Following the last comments on a previous datamethods thread, I had doubts about how the prediction of the post-test probability of a binary logistic regression model would be calculated on the basis of a nested case-control design, so that the estimated probabilities would be similar to those of a model with the full cohort. In order for the question to be better understood, at the cost of lengthening, I propose an imaginary experiment.

Two residents try to predict deaths in critically ill patients admitted for infection. There are no censored data, deaths occur in 2-3 days, so the effect can be measured with logistic regression.

James reviews 1200 infections that were admitted in the last 10 years, and finds 120 deaths (10%), and develops a model with 6 predictors.

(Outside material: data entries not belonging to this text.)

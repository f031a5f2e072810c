//! Meta-query resolution.
//!
//! Structural questions about the corpus itself — document counts, page
//! totals, tabular listings — are answered straight from the document
//! store, bypassing retrieval and the language model entirely. The numbers
//! in a meta-answer are always computed, never generated, so they cannot be
//! transcribed wrong.
//!
//! Classification is a pure function over normalized query text into a
//! small closed set of kinds, which keeps the fallthrough-to-retrieval path
//! statically exhaustive.

use anyhow::Result;

use crate::models::{Answer, Document, DocumentStatus};
use crate::store::Store;

/// The closed set of recognized meta-query kinds.
#[derive(Debug, Clone, Copy, PartialEq, Eq)]
pub enum MetaQuery {
    /// "How many documents do I have?"
    Count,
    /// "How many pages are in the corpus?"
    TotalPages,
    /// "How many characters / how big is the corpus?"
    TotalChars,
    /// "List / show a table of my documents."
    TableSummary,
    /// Not a meta-query; fall through to retrieval.
    None,
}

/// Classify a query as structural or not. Pure; no store access.
pub fn classify(query: &str) -> MetaQuery {
    let q = query.to_lowercase();

    let count_phrases = [
        "how many documents",
        "how many files",
        "how many pdfs",
        "number of documents",
        "document count",
    ];
    if count_phrases.iter().any(|p| q.contains(p)) {
        return MetaQuery::Count;
    }

    let page_phrases = ["how many pages", "total pages", "number of pages", "page count"];
    if page_phrases.iter().any(|p| q.contains(p)) {
        return MetaQuery::TotalPages;
    }

    let char_phrases = [
        "how many characters",
        "total characters",
        "character count",
        "corpus size",
        "total size",
    ];
    if char_phrases.iter().any(|p| q.contains(p)) {
        return MetaQuery::TotalChars;
    }

    let action_words = ["list", "table", "show", "summary", "summarize", "overview"];
    let corpus_words = ["documents", "files", "pdfs", "uploads", "corpus"];
    if action_words.iter().any(|w| q.contains(w)) && corpus_words.iter().any(|w| q.contains(w)) {
        return MetaQuery::TableSummary;
    }

    MetaQuery::None
}

/// Classify and, when the query is structural, compute the answer from the
/// store. `Ok(None)` means "not a meta-query" and the caller falls through
/// to the retrieval path.
pub async fn try_resolve(
    store: &dyn Store,
    tenant_id: &str,
    query: &str,
) -> Result<Option<Answer>> {
    let kind = classify(query);
    if kind == MetaQuery::None {
        return Ok(None);
    }

    let docs: Vec<Document> = store
        .list_documents(tenant_id)
        .await?
        .into_iter()
        .filter(|d| d.status == DocumentStatus::Indexed)
        .collect();

    let text = match kind {
        MetaQuery::Count => format_count(docs.len()),
        MetaQuery::TotalPages => {
            let pages: i64 = docs.iter().map(|d| d.page_count).sum();
            format!(
                "The corpus has {} page{} across {} document{}.",
                pages,
                plural(pages as usize),
                docs.len(),
                plural(docs.len())
            )
        }
        MetaQuery::TotalChars => {
            let chars: i64 = docs.iter().map(|d| d.char_count).sum();
            format!(
                "The corpus holds {} characters of extracted text across {} document{}.",
                chars,
                docs.len(),
                plural(docs.len())
            )
        }
        MetaQuery::TableSummary => render_table(&docs),
        MetaQuery::None => unreachable!(),
    };

    Ok(Some(Answer::system(text)))
}

fn format_count(n: usize) -> String {
    match n {
        0 => "You have no indexed documents.".to_string(),
        1 => "You have 1 indexed document.".to_string(),
        n => format!("You have {} indexed documents.", n),
    }
}

fn plural(n: usize) -> &'static str {
    if n == 1 {
        ""
    } else {
        "s"
    }
}

/// Render a plain-text document table: filename, pages, upload date.
fn render_table(docs: &[Document]) -> String {
    if docs.is_empty() {
        return "You have no indexed documents.".to_string();
    }

    let mut out = String::new();
    out.push_str(&format!(
        "{:<44} {:>6}   {}\n",
        "FILENAME", "PAGES", "UPLOADED"
    ));
    out.push_str(&format!("{}\n", "-".repeat(64)));

    for d in docs {
        let name = if d.filename.chars().count() > 44 {
            let cut: String = d.filename.chars().take(41).collect();
            format!("{}...", cut)
        } else {
            d.filename.clone()
        };
        out.push_str(&format!(
            "{:<44} {:>6}   {}\n",
            name,
            d.page_count,
            format_date(d.uploaded_at)
        ));
    }

    let total_pages: i64 = docs.iter().map(|d| d.page_count).sum();
    out.push_str(&format!(
        "\nTotal: {} document{}, {} page{}.",
        docs.len(),
        plural(docs.len()),
        total_pages,
        plural(total_pages as usize)
    ));
    out
}

fn format_date(ts: i64) -> String {
    chrono::DateTime::from_timestamp(ts, 0)
        .map(|dt| dt.format("%Y-%m-%d").to_string())
        .unwrap_or_else(|| ts.to_string())
}

#[cfg(test)]
mod tests {
    use super::*;
    use crate::store::memory::InMemoryStore;

    #[test]
    fn classify_count_queries() {
        assert_eq!(classify("How many documents do I have?"), MetaQuery::Count);
        assert_eq!(classify("what is my document count"), MetaQuery::Count);
        assert_eq!(classify("how many PDFs are loaded?"), MetaQuery::Count);
    }

    #[test]
    fn classify_page_and_char_queries() {
        assert_eq!(classify("How many pages in total?"), MetaQuery::TotalPages);
        assert_eq!(classify("total characters stored"), MetaQuery::TotalChars);
        assert_eq!(classify("what's the corpus size?"), MetaQuery::TotalChars);
    }

    #[test]
    fn classify_table_requests() {
        assert_eq!(
            classify("Show me a table of my documents"),
            MetaQuery::TableSummary
        );
        assert_eq!(classify("list the uploaded files"), MetaQuery::TableSummary);
    }

    #[test]
    fn content_questions_fall_through() {
        assert_eq!(
            classify("How many vacation days do employees get?"),
            MetaQuery::None
        );
        assert_eq!(classify("What does the policy say?"), MetaQuery::None);
        assert_eq!(classify(""), MetaQuery::None);
    }

    fn indexed_doc(id: &str, tenant: &str, pages: i64, chars: i64) -> Document {
        Document {
            id: id.to_string(),
            tenant_id: tenant.to_string(),
            filename: format!("{}.pdf", id),
            raw_text: String::new(),
            page_count: pages,
            char_count: chars,
            content_hash: "h".to_string(),
            uploaded_at: 1_700_000_000,
            status: DocumentStatus::Indexed,
            failure_reason: None,
        }
    }

    #[tokio::test]
    async fn count_matches_indexed_documents_exactly() {
        let store = InMemoryStore::new();
        store
            .put_document(&indexed_doc("a", "t", 3, 100))
            .await
            .unwrap();
        store
            .put_document(&indexed_doc("b", "t", 2, 50))
            .await
            .unwrap();
        // a failed document does not count
        let mut failed = indexed_doc("c", "t", 1, 10);
        failed.status = DocumentStatus::Failed;
        store.put_document(&failed).await.unwrap();
        // neither does another tenant's
        store
            .put_document(&indexed_doc("d", "other", 9, 900))
            .await
            .unwrap();

        let answer = try_resolve(&store, "t", "How many documents do I have?")
            .await
            .unwrap()
            .unwrap();
        assert!(answer.text.contains("2"));
        assert!(answer.grounded);
        assert!(answer.cited_document_ids.is_empty());
    }

    #[tokio::test]
    async fn totals_are_summed_from_the_store() {
        let store = InMemoryStore::new();
        store
            .put_document(&indexed_doc("a", "t", 3, 100))
            .await
            .unwrap();
        store
            .put_document(&indexed_doc("b", "t", 4, 250))
            .await
            .unwrap();

        let pages = try_resolve(&store, "t", "how many pages are there?")
            .await
            .unwrap()
            .unwrap();
        assert!(pages.text.contains("7"));

        let chars = try_resolve(&store, "t", "total characters?")
            .await
            .unwrap()
            .unwrap();
        assert!(chars.text.contains("350"));
    }

    #[tokio::test]
    async fn table_lists_every_document() {
        let store = InMemoryStore::new();
        store
            .put_document(&indexed_doc("policy", "t", 3, 100))
            .await
            .unwrap();
        store
            .put_document(&indexed_doc("handbook", "t", 12, 999))
            .await
            .unwrap();

        let answer = try_resolve(&store, "t", "show a table of my documents")
            .await
            .unwrap()
            .unwrap();
        assert!(answer.text.contains("policy.pdf"));
        assert!(answer.text.contains("handbook.pdf"));
        assert!(answer.text.contains("Total: 2 documents"));
    }

    #[tokio::test]
    async fn non_meta_query_returns_none() {
        let store = InMemoryStore::new();
        let resolved = try_resolve(&store, "t", "what is the refund policy?")
            .await
            .unwrap();
        assert!(resolved.is_none());
    }
}
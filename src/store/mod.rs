//! Storage abstraction for the engine.
//!
//! The [`Store`] trait defines every persistence operation the engine
//! needs — documents, chunks with their embeddings, and conversation
//! turns — enabling pluggable backends (SQLite for production, in-memory
//! for tests).
//!
//! Two invariants are the backend's responsibility:
//!
//! - **Atomic chunk visibility.** [`commit_indexed`](Store::commit_indexed)
//!   writes a document's full chunk set and flips its status to `Indexed`
//!   in one transaction; no reader ever sees an `Indexed` document with a
//!   partial chunk set.
//! - **Cascading delete.** [`delete_document`](Store::delete_document)
//!   removes the document's chunks (and therefore embeddings) in the same
//!   transaction that marks it `Deleted`, and is an idempotent no-op for
//!   unknown or already-deleted ids.

pub mod memory;
pub mod sqlite;

use anyhow::Result;
use async_trait::async_trait;

use crate::models::{Chunk, Document, Turn};

/// A persisted chunk embedding, used to warm the vector index at startup.
#[derive(Debug, Clone)]
pub struct EmbeddingRecord {
    pub chunk_id: String,
    pub document_id: String,
    pub tenant_id: String,
    pub vector: Vec<f32>,
}

/// Abstract storage backend.
///
/// Implementations must be `Send + Sync` to work with async runtimes.
#[async_trait]
pub trait Store: Send + Sync {
    /// Insert a new document record (normally in `Uploading` state).
    async fn put_document(&self, doc: &Document) -> Result<()>;

    /// Retrieve a document by id, in any lifecycle state.
    async fn get_document(&self, id: &str) -> Result<Option<Document>>;

    /// List a tenant's documents in insertion order, excluding `Deleted`.
    async fn list_documents(&self, tenant_id: &str) -> Result<Vec<Document>>;

    /// Atomically store a document's full chunk set (embeddings included)
    /// and mark it `Indexed`.
    async fn commit_indexed(&self, document_id: &str, chunks: &[Chunk]) -> Result<()>;

    /// Mark a document `Failed`, recording the reason.
    async fn mark_failed(&self, document_id: &str, reason: &str) -> Result<()>;

    /// Mark a document `Deleted` and remove its chunks and embeddings in
    /// the same transaction. Idempotent: unknown or already-deleted ids
    /// are a no-op.
    async fn delete_document(&self, document_id: &str) -> Result<()>;

    /// Retrieve a chunk by id.
    async fn get_chunk(&self, chunk_id: &str) -> Result<Option<Chunk>>;

    /// All chunks of a document, ordered by `sequence_index`.
    async fn chunks_for_document(&self, document_id: &str) -> Result<Vec<Chunk>>;

    /// Every persisted embedding of every `Indexed` document, for warming
    /// the in-memory vector index after a restart.
    async fn all_embeddings(&self) -> Result<Vec<EmbeddingRecord>>;

    /// Append a turn to a session's history, in arrival order.
    async fn append_turn(&self, tenant_id: &str, session_id: &str, turn: &Turn) -> Result<()>;

    /// The most recent `limit` turns of a session, oldest first.
    /// Session scoping is exact-match on `(tenant_id, session_id)`.
    async fn recent_turns(
        &self,
        tenant_id: &str,
        session_id: &str,
        limit: usize,
    ) -> Result<Vec<Turn>>;
}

A different doctor, Henry, does not have time to review 1200 medical records, and after thinking about it for a while comes to the conclusion that it might not be necessary to compare 120 deaths against 1020 no deaths. To solve his time problem, he designs a case-control study nested on the complete cohort. That is, the cases are the 120 patients who die, but as controls randomly selects a group of patients who do not die, being the ratio 1:4. Enrique develops a model of binary logistic regression similar to that of James.

When Henry and James compare the predictions of their respective equations, the result differs. Although they both know that the death rate is 10%, in Henry’s series it represents 25% by sampling, so the intercepts differ.

What is the best solution for analyzing Henry’s data?

# Predicted probabilities for the entire population with nested case-control studies

**albertoca**#1

**schildjs**#2

If you are asking what I think you are asking, then the solution in logistic regression is to shift the intercept of the logistic regression model by the log of the ratio of sampling fractions: b=log(pr(S=1|case)/pr(S=1|control)). If LP is the linear predictor based on the (nested) case-control study, the risk is given by logit^{-1}(b+LP). This is a very cool property of the odds ratio. It is an important step towards understanding why we can use logistic regression for case control studies without explicitly acknowledging the very biased study design. This is written about in many papers including Anderson 1972, Prentice and Pyke 1979, and many others…

**albertoca**#3

Thank you!!!

Indeed, that’s what I was asking. So I’m going to check if I’ve understood it with an experiment. In the hypothetical nested control case study, the probability of events is 0.255. I know (prior data) that in the general population, it is actually 0.134. Then, I calculate log(0,134/0,255), and the result is added to the intercept of the logistic equation obtained with the nested case-controls to modify the baseline log odds. For example, if the intercept of the nested control cases is equal to -1.3180, to calculate the proportion in the entire population I would have to apply as intercept of the logistic formula -1.3180 + log(0.134/0.255), leaving the rest of the terms of the linear predictor the same. That?

**schildjs**#4

Nope. You need to use the log of the ratio of sampling probabilities (cases divided by controls) and not log of the ratio of event rates. In your example:

pr(S=1|case) = 120/120 = 1 since all cases are sampled

pr(S=1|control)= 480/1020 =0.47 since 480 of 1020 controls are sampled.

So, the offset (or intercept shift) is log(1/0.47) and this is the quantity you add to -1.3180.

Does this make sense?

js

**albertoca**#5

Well… I’m not sure. Your interpretation of the question is perfect.

But in the complete cohort I am giving as an example, the linear predictor is -2,1340+ 1,0930 *x. So applying the logistic equation, the probability of dying with x=1 is 0,261, while patients with X= 0, have a probability of 0,1058. These are the probabilities that I approximately would like to obtain with the nested case-control study. Therefore, to try this I took a sample of the entire cohort as explained above and simulated the nested control-case desing, obtaining the equation is -1.3180 +0.900 x. So the intercept should decrease to approximate the predicted probability in the entire population. Do you mean that I should use -1.3180 - log(1/0,47) as intercept?? Is that the solution?

**albertoca**#7

Thank you very much for spending part of your time teaching me a basic statistical question I didn’t know. I thought it was very nice. Now comes the hard part. So according to the calculation, the probability of death in the general population, estimated with the data from the nested case-control study, would be 25.7% with X=1, and 11.1% with X=0. This coincides quite well with the real percentages which are 26.1% with X=1 and 10.6% with X=0. The question now would be how to calculate the 95% confidence intervals for that prediction, bearing in mind that the standard errors are 0.209 for X, 0.114 for the intercept (both from the nested study), but I don’t know what should be considered for the standard error of the new intercept.